There is no shortage of science that says exercise is good for you. Studies show that it cuts the risks of diabetes, heart disease and cancer, and that it can alleviate depression or even boost immunity, so many countries have tried to coax people into being more active. And yet...

DEBORAH SALVO: Despite really good science, great interventions, good ideas for policy, the levels of physical inactivity globally haven't really improved.

CHANG: Deborah Salvo is a researcher at the University of Texas at Austin. She and her colleagues have been trying to understand why that is. NPR's Jonathan Lambert reports.

JONATHAN LAMBERT, BYLINE: Over the past two decades, health agencies around the world have tried to get people to exercise, but a new report says roughly 1 in 3 adults and 8 out of 10 adolescents don't get enough. Salvo and her colleagues have a hunch as to why that number hasn't really budged.

SALVO: It's possible that the messages that we're hearing in terms of every move counts, every single type of physical activity is good for you - they may not be resonating very well for a global public.

LAMBERT: She says that's especially true for the 84% of the globe that lives in low- and middle-income countries. Researchers found that in those countries, most of the physical activity comes from walking or biking for transport or from physical labor. Relatively few people are exercising in their free time, and that's especially true for women.

SALVO: If you're a woman and you're poor and you live in a poor country, and you compare that to a man and he's rich and he lives in a rich country, the gap is huge. It's humongous, and it's more than the sum of the parts.

LAMBERT: The research was published in Nature Medicine. R.M. Anjana is a physician and epidemiologist in Chennai, India. She wasn't surprised by the results.

R M ANJANA: In an economically advanced nation, people have discretionary time for this kind of activity, and they can choose to be healthy. In a country like India, most people are walking because they don't have cars. They don't have any other way.

LAMBERT: Technically, that counts as physical activity, but...

ANJANA: Is it good for health? Is it helping them? Not really. There's traffic. There's pollution. There's - you know, there's so many things.

LAMBERT: There are other barriers to exercise in places like India, too, she says, especially for women. For example, the gym.

ANJANA: Gyms are not even acknowledged as a place of physical activity for a woman. It's very man-centric. Or, in fact, there are things that say, oh, are you a girl who goes to a gym? That means, you know, you're someone who interacts in not a good way with men.

LAMBERT: So she says, be creative.

ANJANA: We can't just tell women, go for a walk, go to the gym. It's not culturally allowed to go to the gym, and you can't just tell people walk. It doesn't work that way. So what is it that we can do to encourage these women to get healthier?

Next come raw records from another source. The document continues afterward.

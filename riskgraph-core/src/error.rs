use thiserror::Error;

#[derive(Error, Debug)]
pub enum EngineError {
    #[error("No input data: zero transactions supplied")]
    NoInputData,

    #[error("Invalid config: {0}")]
    InvalidConfig(String),

    #[error("Config error: {0}")]
    Config(#[from] config::ConfigError),

    #[error("IO error: {0}")]
    Io(#[from] std::io::Error),

    #[error("Other error: {0}")]
    Other(String),
}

(SOUNDBITE OF SONG, "TERI BAATON MEIN AISA ULJHA JIYA")

ASEES KAUR, RAGHAV AND TANISHK BAGCHI: (Singing in non-English language).

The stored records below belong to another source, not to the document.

impl TransactionGraph {
    pub fn node_count(&self) -> usize {
        self.nodes.len()
    }

    pub fn edge_count(&self) -> usize {
        self.edges.len()
    }

    pub fn is_empty(&self) -> bool {
        self.nodes.is_empty()
    }

    /// Nodes in insertion order; a node's position is its index.
    pub fn nodes(&self) -> &[Node] {
        &self.nodes
    }

    pub fn edges(&self) -> &[Edge] {
        &self.edges
    }

    pub fn index_of(&self, id: &str) -> Option<usize> {
        self.index.get(id).copied()
    }

    pub fn node(&self, id: &str) -> Option<&Node> {
        self.index_of(id).map(|i| &self.nodes[i])
    }

    pub fn node_mut(&mut self, index: usize) -> Option<&mut Node> {
        self.nodes.get_mut(index)
    }

    /// Whether any edge, observed or potential, runs from `source` to `target`.
    pub fn has_edge(&self, source: &str, target: &str) -> bool {
        match (self.index_of(source), self.index_of(target)) {
            (Some(s), Some(t)) => self.edge_index.contains_key(&(s, t)),
            _ => false,
        }
    }

    pub fn has_edge_between(&self, source: usize, target: usize) -> bool {
        self.edge_index.contains_key(&(source, target))
    }

    /// Mean risk of the transactions touching node `index`.
    pub fn incident_risk(&self, index: usize) -> f64 {
        match self.nodes.get(index) {
            Some(node) if node.transaction_count > 0 => {
                self.incident_risk[index] / node.transaction_count as f64
            }
            _ => 0.0,
        }
    }

    /// Neighbor sets ignoring direction, built from every current edge.
    pub fn undirected_adjacency(&self) -> Vec<BTreeSet<usize>> {
        let mut adjacency = vec![BTreeSet::new(); self.nodes.len()];
        for &(s, t) in self.edge_index.keys() {
            if s != t {
                adjacency[s].insert(t);
                adjacency[t].insert(s);
            }
        }
        adjacency
    }

    /// Append a proposed edge. Observed edges are never replaced.
    pub fn add_potential_edge(&mut self, edge: &PotentialEdge) -> bool {
        let (Some(s), Some(t)) = (self.index_of(&edge.source), self.index_of(&edge.target)) else {
            return false;
        };
        if s == t || self.edge_index.contains_key(&(s, t)) {
            return false;
        }
        self.edge_index.insert((s, t), self.edges.len());
        self.edges.push(Edge::from(edge));
        true
    }

    /// Raw feature matrix `[n, FEATURE_DIM]`.
    pub fn raw_features(&self) -> Array2<f32> {
        let mut raw = Array2::<f32>::zeros((self.nodes.len(), FEATURE_DIM));
        for (mut row, node) in raw.axis_iter_mut(Axis(0)).zip(&self.nodes) {
            row[0] = node.transaction_count as f32;
            row[1] = node.total_amount as f32;
            row[2] = node.risk_score as f32;
            row[3] = if node.is_merchant { 1.0 } else { 0.0 };
            row[4] = node.in_degree as f32;
            row[5] = node.out_degree as f32;
        }
        raw
    }

    pub fn features(&self) -> NodeFeatures {
        let raw = self.raw_features();
        let normalized = zscore(&raw);
        NodeFeatures { raw, normalized }
    }

    /// Weighted PageRank over observed edges, weights being transaction amounts.
    ///
    /// Nodes without outgoing weight spread their rank uniformly.
    pub fn pagerank(&self, damping: f64, max_iterations: usize, tolerance: f64) -> Vec<f64> {
        let n = self.nodes.len();
        if n == 0 {
            return Vec::new();
        }

        let mut out_weight = vec![0.0f64; n];
        let mut incoming: Vec<Vec<(usize, f64)>> = vec![Vec::new(); n];
        // Edge order, not hash order, so sums are reproducible.
        for edge in &self.edges {
            if edge.is_potential || edge.weight <= 0.0 {
                continue;
            }
            let (Some(s), Some(t)) = (self.index_of(&edge.source), self.index_of(&edge.target))
            else {
                continue;
            };
            out_weight[s] += edge.weight;
            incoming[t].push((s, edge.weight));
        }

        let teleport = (1.0 - damping) / n as f64;
        let mut scores = vec![1.0 / n as f64; n];
        let mut next = vec![0.0f64; n];

        for _ in 0..max_iterations {
            let dangling: f64 = (0..n)
                .filter(|&i| out_weight[i] == 0.0)
                .map(|i| scores[i])
                .sum();
            let dangling_share = damping * dangling / n as f64;

            let mut diff = 0.0;
            for i in 0..n {
                let rank_sum: f64 = incoming[i]
                    .iter()
                    .map(|&(s, w)| scores[s] * w / out_weight[s])
                    .sum();
                next[i] = teleport + dangling_share + damping * rank_sum;
                diff += (next[i] - scores[i]).abs();
            }
            std::mem::swap(&mut scores, &mut next);

            if diff < n as f64 * tolerance {
                break;
            }
        }
        scores
    }

    fn ensure_node(&mut self, id: &str) -> usize {
        if let Some(&i) = self.index.get(id) {
            return i;
        }
        let i = self.nodes.len();
        self.nodes.push(Node::new(id));
        self.index.insert(id.to_string(), i);
        self.incident_risk.push(0.0);
        i
    }

    fn record_transaction(&mut self, tx: &Transaction) {
        let s = self.ensure_node(&tx.source);
        let t = self.ensure_node(&tx.destination);

        // A self-transfer counts once for its account.
        for i in std::iter::once(s).chain((s != t).then_some(t)) {
            let node = &mut self.nodes[i];
            node.transaction_count += 1;
            node.total_amount += tx.amount;
            node.last_transaction = node.last_transaction.max(Some(tx.timestamp));
            self.incident_risk[i] += tx.risk_score;
            node.risk_score = self.incident_risk[i] / node.transaction_count as f64;
        }

        match self.edge_index.get(&(s, t)) {
            Some(&e) => {
                let edge = &mut self.edges[e];
                edge.weight = tx.amount;
                edge.risk_score = tx.risk_score;
                if edge.is_potential {
                    // A proposed link is now observed.
                    edge.is_potential = false;
                    edge.similarity = None;
                    self.nodes[s].out_degree += 1;
                    self.nodes[t].in_degree += 1;
                }
            }
            None => {
                self.edge_index.insert((s, t), self.edges.len());
                self.edges.push(Edge::observed(
                    &tx.source,
                    &tx.destination,
                    tx.amount,
                    tx.risk_score,
                ));
                self.nodes[s].out_degree += 1;
                self.nodes[t].in_degree += 1;
            }
        }
    }
}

LAMBERT: For women and girls in her community, she designed a high-intensity dance class, choreographed to the latest Bollywood hits.

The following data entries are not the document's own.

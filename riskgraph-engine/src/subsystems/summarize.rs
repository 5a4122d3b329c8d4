//! Summarize subsystem: budget-bounded graph for downstream consumers
//!
//! - Edge budget by importance before anything else
//! - Focus set: nodes at or above the focus threshold plus two hops around them
//! - Low-risk nodes outside the focus set collapse into one node per category
//!   once the group is larger than the aggregation threshold
//! - Edges on focus nodes are kept verbatim; the rest are merged per endpoint pair
//! - Key accounts by PageRank and a digest of the riskier clusters
//!
//! Every step is deterministic: the same enriched graph always yields the same
//! summary.

use std::collections::{BTreeMap, HashMap, HashSet};

use riskgraph_core::config::{SummaryConfig, ThresholdConfig};
use riskgraph_core::models::{
    Cluster, ClusterDigest, Edge, KeyAccount, Node, OptimizationStats, SummarizedGraph,
    SummaryEdge, SummaryNode,
};
use riskgraph_core::TransactionGraph;

const AGGREGATE_SYMBOL_SIZE: f64 = 35.0;
const PAGERANK_DAMPING: f64 = 0.85;
const PAGERANK_MAX_ITERATIONS: usize = 100;
const PAGERANK_TOLERANCE: f64 = 1e-6;

pub fn round4(value: f64) -> f64 {
    (value * 10_000.0).round() / 10_000.0
}

fn symbol_size(tx_count: usize) -> f64 {
    (20.0 + ((tx_count + 1) as f64).ln() * 5.0).min(50.0)
}

fn summary_node(node: &Node) -> SummaryNode {
    SummaryNode {
        id: node.id.clone(),
        name: node.id.clone(),
        value: node.total_amount,
        tx_count: node.transaction_count,
        category: node.category(),
        risk_score: round4(node.risk_score),
        symbol_size: symbol_size(node.transaction_count),
        cluster_id: node.cluster_id,
        is_aggregated: false,
        node_count: None,
    }
}

fn aggregate_node(category: u8, members: &[&Node]) -> SummaryNode {
    let label = if category == 0 { "Merchant group" } else { "Individual group" };
    let risk = members.iter().map(|n| n.risk_score).sum::<f64>() / members.len() as f64;
    SummaryNode {
        id: format!("agg_cat_{category}"),
        name: label.to_string(),
        value: members.iter().map(|n| n.total_amount).sum(),
        tx_count: members.iter().map(|n| n.transaction_count).sum(),
        category,
        risk_score: round4(risk),
        symbol_size: AGGREGATE_SYMBOL_SIZE,
        cluster_id: None,
        is_aggregated: true,
        node_count: Some(members.len()),
    }
}

/// Keep the `max_edges` most important edges; ties keep their original order.
pub fn budget_edges(edges: &[Edge], max_edges: usize) -> Vec<Edge> {
    if edges.len() <= max_edges {
        return edges.to_vec();
    }
    let mut ranked: Vec<&Edge> = edges.iter().collect();
    ranked.sort_by(|a, b| b.importance().total_cmp(&a.importance()));
    tracing::info!(edges = edges.len(), max_edges, "Trimming edges to budget");
    ranked.into_iter().take(max_edges).cloned().collect()
}

/// Focus nodes and the high-risk subset, both as node indices.
fn focus_set(
    nodes: &[Node],
    edges: &[Edge],
    index: &HashMap<&str, usize>,
    threshold: f64,
) -> (HashSet<usize>, HashSet<usize>) {
    let high: HashSet<usize> = (0..nodes.len())
        .filter(|&i| nodes[i].risk_score >= threshold)
        .collect();

    let endpoints: Vec<(usize, usize)> = edges
        .iter()
        .filter_map(|e| Some((*index.get(e.source.as_str())?, *index.get(e.target.as_str())?)))
        .collect();

    let hop = |from: &HashSet<usize>| -> HashSet<usize> {
        endpoints
            .iter()
            .flat_map(|&(s, t)| {
                let forward = from.contains(&s).then_some(t);
                let backward = from.contains(&t).then_some(s);
                forward.into_iter().chain(backward)
            })
            .collect()
    };

    let first = hop(&high);
    let second = hop(&first);

    let mut focus = high.clone();
    focus.extend(first);
    focus.extend(second);
    (focus, high)
}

ANJANA: The minute people start hearing it, they start vibing to it.

LAMBERT: A 12-week trial of over a hundred girls in Chennai found that the program made a difference.

ANJANA: They start improving skeletal muscle mass. Their body fat goes down. Their eating pattern changes.

LAMBERT: Of course, a dance class may not be for everyone, and it's not going to solve the bigger issues that keep people from being active in healthy ways like unwalkable cities.

ANJANA: It's never going to be one-size-fits-all here, right? So different things could work in different regions.

LAMBERT: Scaling up those interventions would require countries to make physical activity a priority. Right now, it sits at the intersection, researchers say, of transportation, urban planning, sport, education. But because it's everyone's job, they say it's no one's responsibility. To get more people moving, the researchers say that may need to change. Jonathan Lambert, NPR News.